───── EXERCISE MATERIALS

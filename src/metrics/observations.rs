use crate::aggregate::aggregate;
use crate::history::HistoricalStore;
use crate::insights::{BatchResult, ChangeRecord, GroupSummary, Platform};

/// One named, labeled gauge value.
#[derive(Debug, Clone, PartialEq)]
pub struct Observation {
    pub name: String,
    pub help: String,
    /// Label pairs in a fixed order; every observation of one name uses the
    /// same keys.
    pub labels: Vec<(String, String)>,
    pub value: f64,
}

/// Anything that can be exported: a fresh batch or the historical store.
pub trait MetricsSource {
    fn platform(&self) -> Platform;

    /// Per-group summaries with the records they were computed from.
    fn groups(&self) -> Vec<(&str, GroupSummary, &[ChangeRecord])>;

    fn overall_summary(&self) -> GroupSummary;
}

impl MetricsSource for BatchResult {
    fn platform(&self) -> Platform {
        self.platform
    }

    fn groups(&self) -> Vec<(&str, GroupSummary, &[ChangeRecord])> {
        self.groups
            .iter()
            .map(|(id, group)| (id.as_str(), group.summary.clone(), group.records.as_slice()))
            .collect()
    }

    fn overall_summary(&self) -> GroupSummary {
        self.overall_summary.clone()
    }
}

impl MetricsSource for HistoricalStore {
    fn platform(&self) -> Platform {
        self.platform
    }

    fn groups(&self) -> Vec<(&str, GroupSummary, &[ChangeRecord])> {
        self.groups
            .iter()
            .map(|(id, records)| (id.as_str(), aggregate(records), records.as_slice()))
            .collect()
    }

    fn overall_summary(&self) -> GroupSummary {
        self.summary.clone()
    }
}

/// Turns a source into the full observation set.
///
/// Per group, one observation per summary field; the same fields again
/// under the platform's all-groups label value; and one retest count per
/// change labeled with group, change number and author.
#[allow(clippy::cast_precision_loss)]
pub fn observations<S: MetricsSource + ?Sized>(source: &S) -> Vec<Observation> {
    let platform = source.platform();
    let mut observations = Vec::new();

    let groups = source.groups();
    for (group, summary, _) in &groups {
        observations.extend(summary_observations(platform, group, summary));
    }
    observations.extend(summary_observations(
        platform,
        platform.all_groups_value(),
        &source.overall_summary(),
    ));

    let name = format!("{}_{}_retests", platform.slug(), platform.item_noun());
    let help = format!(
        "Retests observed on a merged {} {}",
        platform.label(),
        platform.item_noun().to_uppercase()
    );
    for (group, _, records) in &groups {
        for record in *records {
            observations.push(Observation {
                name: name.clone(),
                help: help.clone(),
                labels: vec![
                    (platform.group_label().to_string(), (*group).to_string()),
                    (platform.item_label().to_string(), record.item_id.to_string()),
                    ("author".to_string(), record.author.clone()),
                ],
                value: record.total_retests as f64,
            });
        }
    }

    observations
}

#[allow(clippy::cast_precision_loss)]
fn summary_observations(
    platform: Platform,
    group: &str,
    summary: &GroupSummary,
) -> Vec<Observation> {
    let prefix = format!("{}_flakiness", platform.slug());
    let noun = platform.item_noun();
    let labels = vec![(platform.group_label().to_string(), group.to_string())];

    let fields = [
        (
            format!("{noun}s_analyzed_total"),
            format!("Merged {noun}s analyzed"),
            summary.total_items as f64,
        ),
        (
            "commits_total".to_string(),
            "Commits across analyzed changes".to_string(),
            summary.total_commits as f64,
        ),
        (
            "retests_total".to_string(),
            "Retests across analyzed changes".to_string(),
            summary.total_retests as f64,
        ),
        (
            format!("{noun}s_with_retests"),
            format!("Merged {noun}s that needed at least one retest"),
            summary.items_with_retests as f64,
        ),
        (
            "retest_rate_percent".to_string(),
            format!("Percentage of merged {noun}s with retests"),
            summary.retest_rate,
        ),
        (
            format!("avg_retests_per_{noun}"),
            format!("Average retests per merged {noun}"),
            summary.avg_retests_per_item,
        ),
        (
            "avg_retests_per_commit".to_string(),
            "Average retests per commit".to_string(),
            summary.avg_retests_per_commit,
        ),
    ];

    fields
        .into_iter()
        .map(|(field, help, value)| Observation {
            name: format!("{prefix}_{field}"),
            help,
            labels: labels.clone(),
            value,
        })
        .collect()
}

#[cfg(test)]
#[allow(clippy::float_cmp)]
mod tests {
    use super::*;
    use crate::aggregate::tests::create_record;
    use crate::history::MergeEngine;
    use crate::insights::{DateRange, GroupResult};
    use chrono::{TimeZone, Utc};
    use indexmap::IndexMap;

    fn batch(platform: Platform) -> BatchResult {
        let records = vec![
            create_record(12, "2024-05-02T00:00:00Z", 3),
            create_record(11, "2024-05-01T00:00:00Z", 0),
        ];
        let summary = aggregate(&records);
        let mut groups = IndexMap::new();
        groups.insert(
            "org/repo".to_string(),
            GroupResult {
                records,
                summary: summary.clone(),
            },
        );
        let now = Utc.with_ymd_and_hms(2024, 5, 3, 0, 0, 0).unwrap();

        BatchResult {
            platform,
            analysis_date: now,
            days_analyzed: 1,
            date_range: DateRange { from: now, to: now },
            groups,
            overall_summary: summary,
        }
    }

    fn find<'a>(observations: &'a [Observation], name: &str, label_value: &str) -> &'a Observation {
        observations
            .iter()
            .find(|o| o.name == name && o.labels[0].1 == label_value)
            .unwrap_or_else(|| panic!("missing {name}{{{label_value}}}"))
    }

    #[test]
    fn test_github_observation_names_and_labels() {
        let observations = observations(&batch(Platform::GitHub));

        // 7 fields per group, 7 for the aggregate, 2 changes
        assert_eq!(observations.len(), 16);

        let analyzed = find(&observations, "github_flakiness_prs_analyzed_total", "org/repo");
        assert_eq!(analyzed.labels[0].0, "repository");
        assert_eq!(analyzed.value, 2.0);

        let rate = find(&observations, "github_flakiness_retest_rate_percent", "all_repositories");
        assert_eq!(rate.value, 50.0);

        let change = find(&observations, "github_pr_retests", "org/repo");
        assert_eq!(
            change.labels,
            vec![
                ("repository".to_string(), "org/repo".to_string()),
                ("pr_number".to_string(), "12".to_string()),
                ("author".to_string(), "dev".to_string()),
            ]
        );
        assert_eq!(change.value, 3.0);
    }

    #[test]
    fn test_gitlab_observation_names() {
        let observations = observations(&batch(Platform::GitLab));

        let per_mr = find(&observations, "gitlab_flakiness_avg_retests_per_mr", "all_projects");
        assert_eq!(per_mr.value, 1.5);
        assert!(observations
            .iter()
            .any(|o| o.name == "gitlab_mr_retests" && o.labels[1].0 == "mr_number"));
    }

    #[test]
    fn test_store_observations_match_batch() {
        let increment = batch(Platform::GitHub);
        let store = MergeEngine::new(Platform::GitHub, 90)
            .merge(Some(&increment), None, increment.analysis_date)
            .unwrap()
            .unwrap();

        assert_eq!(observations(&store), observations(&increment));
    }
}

──────────
───── EXERCISE MATERIALS

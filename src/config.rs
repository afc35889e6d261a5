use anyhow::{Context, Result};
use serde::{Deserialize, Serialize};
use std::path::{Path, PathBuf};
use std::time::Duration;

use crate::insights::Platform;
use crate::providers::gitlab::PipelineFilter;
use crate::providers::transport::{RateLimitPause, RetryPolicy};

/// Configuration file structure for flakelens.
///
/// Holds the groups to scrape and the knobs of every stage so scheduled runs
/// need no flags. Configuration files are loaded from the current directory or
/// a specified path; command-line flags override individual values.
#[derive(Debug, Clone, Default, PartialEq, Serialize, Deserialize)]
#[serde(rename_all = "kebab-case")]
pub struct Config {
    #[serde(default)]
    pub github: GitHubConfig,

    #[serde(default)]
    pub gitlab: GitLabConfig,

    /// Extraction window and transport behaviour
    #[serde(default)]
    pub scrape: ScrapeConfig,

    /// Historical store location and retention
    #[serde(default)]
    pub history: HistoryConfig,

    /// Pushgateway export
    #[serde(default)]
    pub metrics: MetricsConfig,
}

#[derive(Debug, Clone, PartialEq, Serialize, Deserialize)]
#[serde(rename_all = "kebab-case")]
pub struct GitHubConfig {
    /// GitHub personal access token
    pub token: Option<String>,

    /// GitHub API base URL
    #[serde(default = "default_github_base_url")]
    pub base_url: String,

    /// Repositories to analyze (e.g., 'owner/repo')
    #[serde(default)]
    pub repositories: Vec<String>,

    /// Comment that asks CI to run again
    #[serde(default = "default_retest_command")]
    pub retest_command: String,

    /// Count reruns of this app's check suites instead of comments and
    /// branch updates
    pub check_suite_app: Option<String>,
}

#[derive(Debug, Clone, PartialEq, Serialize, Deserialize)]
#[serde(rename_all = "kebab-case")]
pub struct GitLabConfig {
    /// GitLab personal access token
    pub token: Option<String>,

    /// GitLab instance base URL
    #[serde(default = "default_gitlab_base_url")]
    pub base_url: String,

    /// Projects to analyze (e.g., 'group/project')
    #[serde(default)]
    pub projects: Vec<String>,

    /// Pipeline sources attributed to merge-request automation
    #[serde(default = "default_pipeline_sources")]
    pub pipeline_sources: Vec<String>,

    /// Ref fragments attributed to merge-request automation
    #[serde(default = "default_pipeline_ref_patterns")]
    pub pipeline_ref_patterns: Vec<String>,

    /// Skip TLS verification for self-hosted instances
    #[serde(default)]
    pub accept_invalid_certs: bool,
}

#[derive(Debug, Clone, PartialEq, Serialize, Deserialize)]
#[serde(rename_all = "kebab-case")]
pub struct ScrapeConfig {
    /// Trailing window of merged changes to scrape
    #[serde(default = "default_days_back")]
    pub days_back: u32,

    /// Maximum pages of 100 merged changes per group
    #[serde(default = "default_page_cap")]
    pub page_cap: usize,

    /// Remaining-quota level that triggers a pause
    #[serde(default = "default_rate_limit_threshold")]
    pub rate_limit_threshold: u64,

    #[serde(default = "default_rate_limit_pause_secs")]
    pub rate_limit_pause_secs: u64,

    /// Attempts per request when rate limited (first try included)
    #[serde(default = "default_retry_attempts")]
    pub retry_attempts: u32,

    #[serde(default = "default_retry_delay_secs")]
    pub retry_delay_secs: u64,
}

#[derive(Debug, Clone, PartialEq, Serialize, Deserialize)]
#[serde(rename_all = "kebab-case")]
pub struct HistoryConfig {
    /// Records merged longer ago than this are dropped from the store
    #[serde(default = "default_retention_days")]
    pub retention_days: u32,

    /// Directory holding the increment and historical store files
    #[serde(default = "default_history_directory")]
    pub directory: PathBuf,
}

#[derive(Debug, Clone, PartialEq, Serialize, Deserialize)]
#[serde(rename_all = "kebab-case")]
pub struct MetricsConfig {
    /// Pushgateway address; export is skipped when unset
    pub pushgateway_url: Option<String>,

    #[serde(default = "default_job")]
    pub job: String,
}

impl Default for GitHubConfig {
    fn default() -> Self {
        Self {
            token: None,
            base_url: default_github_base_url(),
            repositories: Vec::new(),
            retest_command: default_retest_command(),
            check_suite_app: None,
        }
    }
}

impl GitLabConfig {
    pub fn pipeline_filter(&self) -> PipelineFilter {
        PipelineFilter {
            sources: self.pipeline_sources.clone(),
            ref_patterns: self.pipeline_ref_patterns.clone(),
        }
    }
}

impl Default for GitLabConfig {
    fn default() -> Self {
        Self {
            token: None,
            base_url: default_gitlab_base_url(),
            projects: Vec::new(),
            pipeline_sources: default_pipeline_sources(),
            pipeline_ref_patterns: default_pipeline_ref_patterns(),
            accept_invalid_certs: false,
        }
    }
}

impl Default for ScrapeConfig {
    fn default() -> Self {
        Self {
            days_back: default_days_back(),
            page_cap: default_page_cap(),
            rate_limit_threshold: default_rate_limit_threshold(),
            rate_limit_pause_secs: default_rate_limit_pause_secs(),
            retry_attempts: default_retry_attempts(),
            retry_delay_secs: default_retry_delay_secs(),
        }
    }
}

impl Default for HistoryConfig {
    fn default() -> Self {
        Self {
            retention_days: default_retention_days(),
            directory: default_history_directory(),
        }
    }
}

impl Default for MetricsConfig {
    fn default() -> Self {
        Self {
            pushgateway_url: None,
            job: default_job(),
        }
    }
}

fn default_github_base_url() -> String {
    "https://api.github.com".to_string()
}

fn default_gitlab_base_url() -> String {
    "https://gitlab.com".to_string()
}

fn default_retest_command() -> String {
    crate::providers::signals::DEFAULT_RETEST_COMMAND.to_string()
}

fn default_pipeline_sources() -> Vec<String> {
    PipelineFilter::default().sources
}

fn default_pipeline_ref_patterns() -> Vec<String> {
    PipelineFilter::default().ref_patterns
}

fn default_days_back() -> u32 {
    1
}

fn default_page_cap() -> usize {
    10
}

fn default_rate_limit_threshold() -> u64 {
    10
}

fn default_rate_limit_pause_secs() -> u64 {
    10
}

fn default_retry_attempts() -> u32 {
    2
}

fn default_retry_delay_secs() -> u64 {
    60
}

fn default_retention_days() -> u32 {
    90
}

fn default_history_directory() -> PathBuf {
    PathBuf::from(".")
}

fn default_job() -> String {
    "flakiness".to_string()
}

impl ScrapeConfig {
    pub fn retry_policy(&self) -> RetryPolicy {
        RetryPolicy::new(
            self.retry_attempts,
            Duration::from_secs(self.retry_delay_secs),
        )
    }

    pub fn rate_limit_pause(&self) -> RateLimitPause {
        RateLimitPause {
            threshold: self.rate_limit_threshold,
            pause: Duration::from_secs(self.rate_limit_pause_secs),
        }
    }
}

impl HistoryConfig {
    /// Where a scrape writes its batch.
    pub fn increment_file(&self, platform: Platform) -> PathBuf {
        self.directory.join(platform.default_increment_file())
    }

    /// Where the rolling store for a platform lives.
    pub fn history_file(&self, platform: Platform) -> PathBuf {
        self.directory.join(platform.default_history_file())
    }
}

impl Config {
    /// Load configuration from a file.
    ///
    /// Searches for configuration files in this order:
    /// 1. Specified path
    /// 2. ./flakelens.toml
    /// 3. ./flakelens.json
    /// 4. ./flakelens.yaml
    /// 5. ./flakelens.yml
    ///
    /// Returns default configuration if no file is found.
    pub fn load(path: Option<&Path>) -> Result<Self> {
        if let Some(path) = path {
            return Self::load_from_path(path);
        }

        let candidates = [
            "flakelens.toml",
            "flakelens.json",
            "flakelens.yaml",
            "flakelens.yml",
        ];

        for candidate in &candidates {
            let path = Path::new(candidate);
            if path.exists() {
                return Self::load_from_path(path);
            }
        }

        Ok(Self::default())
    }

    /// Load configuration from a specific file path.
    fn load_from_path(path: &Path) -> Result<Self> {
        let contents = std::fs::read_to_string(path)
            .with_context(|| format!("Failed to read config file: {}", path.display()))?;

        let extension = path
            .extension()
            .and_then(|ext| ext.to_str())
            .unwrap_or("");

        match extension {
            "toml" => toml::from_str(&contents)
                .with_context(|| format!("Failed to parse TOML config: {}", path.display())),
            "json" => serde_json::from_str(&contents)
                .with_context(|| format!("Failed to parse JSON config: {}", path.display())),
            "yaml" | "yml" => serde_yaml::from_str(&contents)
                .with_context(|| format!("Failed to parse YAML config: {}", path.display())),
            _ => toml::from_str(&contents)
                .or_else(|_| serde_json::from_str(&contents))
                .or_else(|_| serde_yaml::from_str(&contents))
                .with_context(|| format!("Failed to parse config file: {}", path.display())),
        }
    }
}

──────────
───── EXERCISE MATERIALS

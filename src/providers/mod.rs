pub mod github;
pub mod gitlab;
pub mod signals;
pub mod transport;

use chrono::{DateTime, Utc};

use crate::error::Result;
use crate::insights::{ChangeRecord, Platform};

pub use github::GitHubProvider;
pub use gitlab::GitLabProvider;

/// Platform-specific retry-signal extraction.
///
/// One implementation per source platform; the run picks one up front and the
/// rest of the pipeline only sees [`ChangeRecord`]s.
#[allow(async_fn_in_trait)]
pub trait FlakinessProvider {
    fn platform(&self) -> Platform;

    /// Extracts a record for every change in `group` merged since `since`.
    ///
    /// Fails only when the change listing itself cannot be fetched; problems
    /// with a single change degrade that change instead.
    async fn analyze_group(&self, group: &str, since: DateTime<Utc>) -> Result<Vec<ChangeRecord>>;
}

──────────

= PROMPT =
Copy each line of the records that contains the word "same".

= WRITTEN RESPONSE =
    /// same keys.
/// Per group, one observation per summary field; the same fields again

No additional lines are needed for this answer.